##### GIVEN RECORDS #####
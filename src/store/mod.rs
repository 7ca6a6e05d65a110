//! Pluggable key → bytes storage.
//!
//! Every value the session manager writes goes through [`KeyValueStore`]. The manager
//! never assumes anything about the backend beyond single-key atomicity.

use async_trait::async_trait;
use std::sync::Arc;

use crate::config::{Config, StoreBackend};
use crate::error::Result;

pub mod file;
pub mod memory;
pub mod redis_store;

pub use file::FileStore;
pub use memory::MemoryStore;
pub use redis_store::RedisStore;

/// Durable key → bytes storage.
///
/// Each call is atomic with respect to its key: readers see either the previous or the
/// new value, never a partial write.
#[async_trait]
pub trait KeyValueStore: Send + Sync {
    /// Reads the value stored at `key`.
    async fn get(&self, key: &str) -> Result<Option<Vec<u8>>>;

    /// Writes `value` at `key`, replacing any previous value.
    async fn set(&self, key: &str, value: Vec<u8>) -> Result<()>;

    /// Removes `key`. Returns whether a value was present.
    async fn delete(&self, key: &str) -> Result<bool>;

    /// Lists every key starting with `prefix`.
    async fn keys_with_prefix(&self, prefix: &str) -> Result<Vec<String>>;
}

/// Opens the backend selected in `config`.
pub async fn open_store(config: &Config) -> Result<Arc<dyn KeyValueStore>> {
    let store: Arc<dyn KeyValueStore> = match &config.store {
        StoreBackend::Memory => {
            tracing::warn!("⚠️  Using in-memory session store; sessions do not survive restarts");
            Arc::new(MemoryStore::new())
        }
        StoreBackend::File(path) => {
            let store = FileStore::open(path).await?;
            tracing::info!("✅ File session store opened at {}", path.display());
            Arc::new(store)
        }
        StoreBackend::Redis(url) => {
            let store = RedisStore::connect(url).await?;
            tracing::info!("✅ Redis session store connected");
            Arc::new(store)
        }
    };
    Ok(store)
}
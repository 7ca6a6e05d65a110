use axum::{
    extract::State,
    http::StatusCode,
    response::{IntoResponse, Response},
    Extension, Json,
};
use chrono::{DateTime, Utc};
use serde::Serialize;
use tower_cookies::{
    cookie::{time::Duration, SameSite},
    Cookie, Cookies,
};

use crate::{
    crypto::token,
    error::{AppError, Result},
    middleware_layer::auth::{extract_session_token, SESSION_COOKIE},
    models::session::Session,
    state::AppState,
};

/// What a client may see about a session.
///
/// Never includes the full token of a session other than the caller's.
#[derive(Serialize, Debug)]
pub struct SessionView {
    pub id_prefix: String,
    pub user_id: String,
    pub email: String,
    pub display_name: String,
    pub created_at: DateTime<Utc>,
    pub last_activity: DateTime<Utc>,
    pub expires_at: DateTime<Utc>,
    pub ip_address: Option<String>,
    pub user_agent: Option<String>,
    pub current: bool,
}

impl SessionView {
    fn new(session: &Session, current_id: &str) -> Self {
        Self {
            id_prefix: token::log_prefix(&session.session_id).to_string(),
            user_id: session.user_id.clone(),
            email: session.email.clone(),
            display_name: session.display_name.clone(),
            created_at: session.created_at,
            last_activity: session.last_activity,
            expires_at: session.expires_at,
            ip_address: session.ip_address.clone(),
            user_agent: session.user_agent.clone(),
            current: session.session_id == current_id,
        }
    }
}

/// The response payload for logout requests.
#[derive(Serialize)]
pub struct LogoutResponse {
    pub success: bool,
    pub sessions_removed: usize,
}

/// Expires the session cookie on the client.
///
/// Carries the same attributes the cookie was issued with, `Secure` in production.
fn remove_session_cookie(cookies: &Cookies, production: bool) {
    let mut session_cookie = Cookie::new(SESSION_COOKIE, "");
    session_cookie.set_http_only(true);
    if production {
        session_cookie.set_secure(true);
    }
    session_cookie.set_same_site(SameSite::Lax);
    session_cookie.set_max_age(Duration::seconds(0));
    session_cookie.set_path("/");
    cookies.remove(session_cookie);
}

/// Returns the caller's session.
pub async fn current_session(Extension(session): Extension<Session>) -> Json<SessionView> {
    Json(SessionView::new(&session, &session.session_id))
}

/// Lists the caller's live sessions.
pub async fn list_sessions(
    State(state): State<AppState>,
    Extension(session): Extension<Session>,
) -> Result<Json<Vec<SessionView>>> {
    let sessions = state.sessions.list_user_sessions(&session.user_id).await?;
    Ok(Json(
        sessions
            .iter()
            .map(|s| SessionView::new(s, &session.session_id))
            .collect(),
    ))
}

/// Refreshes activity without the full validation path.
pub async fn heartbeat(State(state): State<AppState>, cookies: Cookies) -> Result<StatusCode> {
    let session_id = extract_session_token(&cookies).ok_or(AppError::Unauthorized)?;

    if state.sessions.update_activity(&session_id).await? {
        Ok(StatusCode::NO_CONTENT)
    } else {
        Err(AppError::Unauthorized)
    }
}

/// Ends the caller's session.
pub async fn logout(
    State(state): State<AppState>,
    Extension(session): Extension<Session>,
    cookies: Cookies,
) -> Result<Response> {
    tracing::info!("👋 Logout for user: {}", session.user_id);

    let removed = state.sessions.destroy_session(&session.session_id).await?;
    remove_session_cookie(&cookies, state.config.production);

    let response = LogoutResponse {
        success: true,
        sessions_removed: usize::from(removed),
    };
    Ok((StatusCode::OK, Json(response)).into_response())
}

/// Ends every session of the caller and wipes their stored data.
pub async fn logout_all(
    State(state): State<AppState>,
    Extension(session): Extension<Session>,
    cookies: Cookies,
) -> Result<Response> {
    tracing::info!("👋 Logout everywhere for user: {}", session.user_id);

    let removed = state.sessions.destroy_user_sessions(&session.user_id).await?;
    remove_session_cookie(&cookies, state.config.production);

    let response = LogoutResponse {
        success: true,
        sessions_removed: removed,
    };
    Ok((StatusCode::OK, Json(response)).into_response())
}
#####
[REQUIREMENT]: Filter the listing down to the lines holding the word "stored", and return those.

[THE COMPLETED TASK]:
    /// Reads the value stored at `key`.
/// Ends every session of the caller and wipes their stored data.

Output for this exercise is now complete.